On the perils of audience capture:

I have already written about how most people are too risk-averse in most circumstances. Writers may be an extreme case. There seems for most people to be a psychological tendency towards audience capture. There are broadly two kinds of readers: those who want to learn and be challenged, and those who just want someone to aggressively and unapologetically tell them what they want to hear. I won’t lie to you – the latter group is much larger. This is why Sean Hannity has 6.3 million Twitter followers, and Tyler Cowen, as influential as you think he might be, only has 218K.

No sure…this would imply that copying Hannity’s formula would be easier or a short cut to success, by pandering to this large audience. But if someone tried to replicate Hannity’s hyper-partisan formula, it would likely fail miserably, by failing to court those invaluable, high-status centrist-leaning gatekeepers who hold the keys to viralness and organic growth on social media. Sean Hannity’s and Tucker Carlson’s average-IQ viewers do not have have many social media followers, unlike Andreessen, Yudkowsky, Adams and others. It also obviously helps greatly that Tucker and Hannity have the built-in audience and marketing from the backing of a $17 billion media conglomerate.

But I think authenticity or ‘being yourself’ are overrated and have major survivorship bias. That is, we only see the examples of successful people who are authentic (or people who were initially successful by being conformist or inauthentic and then when rich pivoting to being authentic (so-called ‘fu money’)), not all the authentic people who failed. Consider the choice of being inauthentic and popular, or unpopular and authentic. I think the former is the rational choice, because then you can take your profits from being popular and donate them to less popular causes that reflect your true authentic position. Success gives more options, which failure does not. If you’re authentic and a jerk but have some redeeming qualities, maybe you can pull it off, but a lot of people are just jerks without anything redeeming to compensate.

Weirdness as a virtue:

Speaking of which, while writing the list above, I noticed how many times I either wrote or was tempted to write “autist” in my description of various personalities. Aella is supposedly autistic too, and that plus sex is a powerful combination. Independent writing is probably not for the psychologically normal.

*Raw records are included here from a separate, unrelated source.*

impl VersionEdit {
    /// Create a new empty edit.
    pub fn new() -> Self {
        Self::default()
    }

    /// Add a file to a level.
    pub fn add_file(&mut self, level: usize, meta: Arc<FileMetadata>) {
        self.new_files.push(NewFileEntry::new(level, meta));
    }

    /// Delete a file from a level.
    pub fn delete_file(&mut self, level: usize, meta: Arc<FileMetadata>) {
        let entry = DeletedFileEntry {
            level,
            file_num: meta.file_num,
        };
        self.deleted_files.insert(entry, Some(meta));
    }

    /// Encode the edit as a manifest record.
    pub fn encode(&self) -> Result<Bytes> {
        let mut buf = BytesMut::with_capacity(256);
        self.encode_into(&mut buf)?;
        Ok(buf.freeze())
    }

    /// Encode the edit and write the record to `w`.
    pub fn encode_to<W: Write>(&self, w: &mut W) -> Result<()> {
        let record = self.encode()?;
        w.write_all(&record)?;
        Ok(())
    }

    fn encode_into(&self, buf: &mut BytesMut) -> Result<()> {
        if !self.comparer_name.is_empty() {
            put_tag(buf, EditTag::Comparator);
            encode_length_prefixed(buf, self.comparer_name.as_bytes());
        }
        if self.min_unflushed_log_num.0 != 0 {
            put_tag(buf, EditTag::LogNumber);
            encode_varint64(buf, self.min_unflushed_log_num.0);
        }
        if self.obsolete_prev_log_num != 0 {
            put_tag(buf, EditTag::PrevLogNumber);
            encode_varint64(buf, self.obsolete_prev_log_num);
        }
        if self.next_file_num.0 != 0 {
            put_tag(buf, EditTag::NextFileNumber);
            encode_varint64(buf, self.next_file_num.0);
        }
        for dfn in &self.removed_backing_tables {
            put_tag(buf, EditTag::RemovedBackingTable);
            encode_varint64(buf, dfn.0);
        }
        for backing in &self.created_backing_tables {
            put_tag(buf, EditTag::CreatedBackingTable);
            encode_varint64(buf, backing.disk_file_num.0);
            encode_varint64(buf, backing.size);
        }
        // The first record of a manifest carries the last sequence number
        // even when it is zero.
        if self.last_seq_num != 0 || !self.comparer_name.is_empty() {
            put_tag(buf, EditTag::LastSequence);
            encode_varint64(buf, self.last_seq_num);
        }
        for entry in self.deleted_files.keys() {
            put_tag(buf, EditTag::DeletedFile);
            encode_varint64(buf, entry.level as u64);
            encode_varint64(buf, entry.file_num.0);
        }
        for nf in &self.new_files {
            encode_new_file(buf, nf)?;
        }
        Ok(())
    }

    /// Decode a manifest record.
    ///
    /// Virtual sstables are decoded without a backing; their entry records
    /// the backing's disk file number instead.
    pub fn decode(data: &[u8]) -> Result<Self> {
        let mut edit = VersionEdit::new();
        let mut cursor = data;

        while !cursor.is_empty() {
            let tag = read_uvarint(&mut cursor)?;
            let tag = EditTag::from_u64(tag).ok_or_else(Error::corrupt_manifest)?;

            match tag {
                EditTag::Comparator => {
                    let name = read_bytes(&mut cursor)?;
                    edit.comparer_name =
                        String::from_utf8(name.to_vec()).map_err(|_| Error::corrupt_manifest())?;
                }
                EditTag::LogNumber => {
                    edit.min_unflushed_log_num = FileNum(read_uvarint(&mut cursor)?);
                }
                EditTag::NextFileNumber => {
                    edit.next_file_num = FileNum(read_uvarint(&mut cursor)?);
                }
                EditTag::LastSequence => {
                    edit.last_seq_num = read_uvarint(&mut cursor)?;
                }
                EditTag::CompactPointer => {
                    read_level(&mut cursor)?;
                    read_bytes(&mut cursor)?;
                }
                EditTag::RemovedBackingTable => {
                    let n = read_uvarint(&mut cursor)?;
                    edit.removed_backing_tables.push(DiskFileNum(n));
                }
                EditTag::CreatedBackingTable => {
                    let dfn = read_uvarint(&mut cursor)?;
                    let size = read_uvarint(&mut cursor)?;
                    edit.created_backing_tables
                        .push(Arc::new(FileBacking::new(DiskFileNum(dfn), size)));
                }
                EditTag::DeletedFile => {
                    let level = read_level(&mut cursor)?;
                    let file_num = FileNum(read_uvarint(&mut cursor)?);
                    edit.deleted_files
                        .insert(DeletedFileEntry { level, file_num }, None);
                }
                EditTag::NewFile
                | EditTag::NewFile2
                | EditTag::NewFile3
                | EditTag::NewFile4
                | EditTag::NewFile5 => {
                    edit.new_files.push(decode_new_file(tag, &mut cursor)?);
                }
                EditTag::PrevLogNumber => {
                    edit.obsolete_prev_log_num = read_uvarint(&mut cursor)?;
                }
                EditTag::ColumnFamily
                | EditTag::ColumnFamilyAdd
                | EditTag::ColumnFamilyDrop
                | EditTag::MaxColumnFamily => {
                    return Err(Error::corruption("column families are not supported"));
                }
            }
        }

        Ok(edit)
    }

    /// Read one whole record from `r` and decode it.
    pub fn decode_from<R: Read>(r: &mut R) -> Result<Self> {
        let mut data = Vec::new();
        r.read_to_end(&mut data)?;
        Self::decode(&data)
    }

    fn to_string_with(&self, verbose: bool, format: FormatKey) -> String {
        let mut buf = String::new();
        if !self.comparer_name.is_empty() {
            buf.push_str(&format!("  comparer:     {}\n", self.comparer_name));
        }
        if self.min_unflushed_log_num.0 != 0 {
            buf.push_str(&format!("  log-num:       {}\n", self.min_unflushed_log_num.0));
        }
        if self.obsolete_prev_log_num != 0 {
            buf.push_str(&format!("  prev-log-num:  {}\n", self.obsolete_prev_log_num));
        }
        if self.next_file_num.0 != 0 {
            buf.push_str(&format!("  next-file-num: {}\n", self.next_file_num.0));
        }
        if self.last_seq_num != 0 {
            buf.push_str(&format!("  last-seq-num:  {}\n", self.last_seq_num));
        }
        for entry in self.deleted_files.keys() {
            buf.push_str(&format!("  deleted:       L{} {}\n", entry.level, entry.file_num));
        }
        for nf in &self.new_files {
            buf.push_str(&format!(
                "  added:         L{} {}\n",
                nf.level,
                nf.meta.debug_string(format, verbose)
            ));
        }
        for backing in &self.created_backing_tables {
            buf.push_str(&format!(
                "  add-backing:   {} ({})\n",
                backing.disk_file_num, backing.size
            ));
        }
        for dfn in &self.removed_backing_tables {
            buf.push_str(&format!("  del-backing:   {}\n", dfn));
        }
        buf
    }

    /// Like `Display`, but with full file metadata.
    pub fn debug_string(&self, format: FormatKey) -> String {
        self.to_string_with(true, format)
    }
}

impl fmt::Display for VersionEdit {
    fn fmt(&self, f: &mut fmt::Formatter<'_>) -> fmt::Result {
        f.write_str(&self.to_string_with(false, default_format_key))
    }
}

/// Two edits are equal when they would encode to equivalent records.
impl PartialEq for VersionEdit {
    fn eq(&self, other: &Self) -> bool {
        self.comparer_name == other.comparer_name
            && self.min_unflushed_log_num == other.min_unflushed_log_num
            && self.obsolete_prev_log_num == other.obsolete_prev_log_num
            && self.next_file_num == other.next_file_num
            && self.last_seq_num == other.last_seq_num
            && self.deleted_files.keys().eq(other.deleted_files.keys())
            && self.new_files.len() == other.new_files.len()
            && self.new_files.iter().zip(&other.new_files).all(|(a, b)| {
                a.level == b.level
                    && a.meta.same_persisted_state(&b.meta)
                    && (!a.meta.is_virtual
                        || a.backing_disk_file_num() == b.backing_disk_file_num())
            })
            && self.created_backing_tables.len() == other.created_backing_tables.len()
            && self
                .created_backing_tables
                .iter()
                .zip(&other.created_backing_tables)
                .all(|(a, b)| a.disk_file_num == b.disk_file_num && a.size == b.size)
            && self.removed_backing_tables == other.removed_backing_tables
    }
}

fn put_tag(buf: &mut BytesMut, tag: EditTag) {
    encode_varint64(buf, tag.to_u64());
}

fn put_key(buf: &mut BytesMut, key: &InternalKey) {
    encode_varint64(buf, key.encoded_len() as u64);
    key.encode_to(buf);
}

fn encode_new_file(buf: &mut BytesMut, nf: &NewFileEntry) -> Result<()> {
    let meta = &nf.meta;
    let custom_fields = meta.has_custom_fields();
    let tag = if meta.has_range_keys {
        EditTag::NewFile5
    } else if custom_fields {
        EditTag::NewFile4
    } else {
        EditTag::NewFile2
    };
    put_tag(buf, tag);
    encode_varint64(buf, nf.level as u64);
    encode_varint64(buf, meta.file_num.0);
    encode_varint64(buf, meta.size);
    if !meta.has_range_keys {
        put_key(buf, &meta.smallest_point_key);
        put_key(buf, &meta.largest_point_key);
    } else {
        buf.put_u8(meta.bounds_marker()?);
        if meta.has_point_keys {
            put_key(buf, &meta.smallest_point_key);
            put_key(buf, &meta.largest_point_key);
        }
        put_key(buf, &meta.smallest_range_key);
        put_key(buf, &meta.largest_range_key);
    }
    encode_varint64(buf, meta.smallest_seq_num);
    encode_varint64(buf, meta.largest_seq_num);
    if custom_fields {
        if meta.creation_time != 0 {
            encode_varint64(buf, custom_tag::CREATION_TIME);
            let mut field = BytesMut::with_capacity(10);
            encode_varint64(&mut field, meta.creation_time as u64);
            encode_length_prefixed(buf, &field);
        }
        if meta.marked_for_compaction() {
            encode_varint64(buf, custom_tag::NEEDS_COMPACTION);
            encode_length_prefixed(buf, &[1]);
        }
        if meta.is_virtual {
            let backing = nf.backing_disk_file_num().ok_or_else(|| {
                Error::corruption(format!("virtual sstable {} has no backing", meta.file_num))
            })?;
            encode_varint64(buf, custom_tag::VIRTUAL);
            encode_varint64(buf, backing.0);
        }
        encode_varint64(buf, custom_tag::TERMINATE);
    }
    Ok(())
}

Again, not so sure about this. I follow many bloggers, and the two most successful are Freddie deBoer and Tyler Cowen. Yet they are polar opposites in terms of content and style. Freddie is a lot more ‘weird’ and revelatory, whereas Tyler does not discuss his personal life at all and is much more reserved. I think, like above, survivorship bias rears its head. Successful weird people like Nicola Tesla are immortalized, but this overlooks the many weirdos who fall through the cracks and are forgotten or ignored. If anything, being weird does not augur well for success, or maybe there is an optimal amount of weirdness. No, unless your job involves staring at data all day, autism is not a superpower. Neurodiversity is not so great. I think Mr. deBoer is right that society’s valorization or romanticism of mental illness does a disservice to everyone, including the very people who need help.

‘Convention’ exists, not owing to a lack of originality or a nefarious plot by bureaucrats to instill conformity or snuff out individualism, but because that is what ‘works’ compared to worse alternatives. After you gamble your parent’s money on crypto or sports betting, you finish college and get that boring job, because that is how money is made for the vast majority of people, not the other stuff. Maybe in an ideal world we can all pursue our passions, but this does not exist. The world is too competitive and difficult for it to be any other way.

Overall, I think the most important variable for success at writing is competence. No one wants to waste their time with incompetent people who don’t know what they are talking about. If you come off as competent, you can be forgiven for a lot even if you color outside of the ideological lines and what not.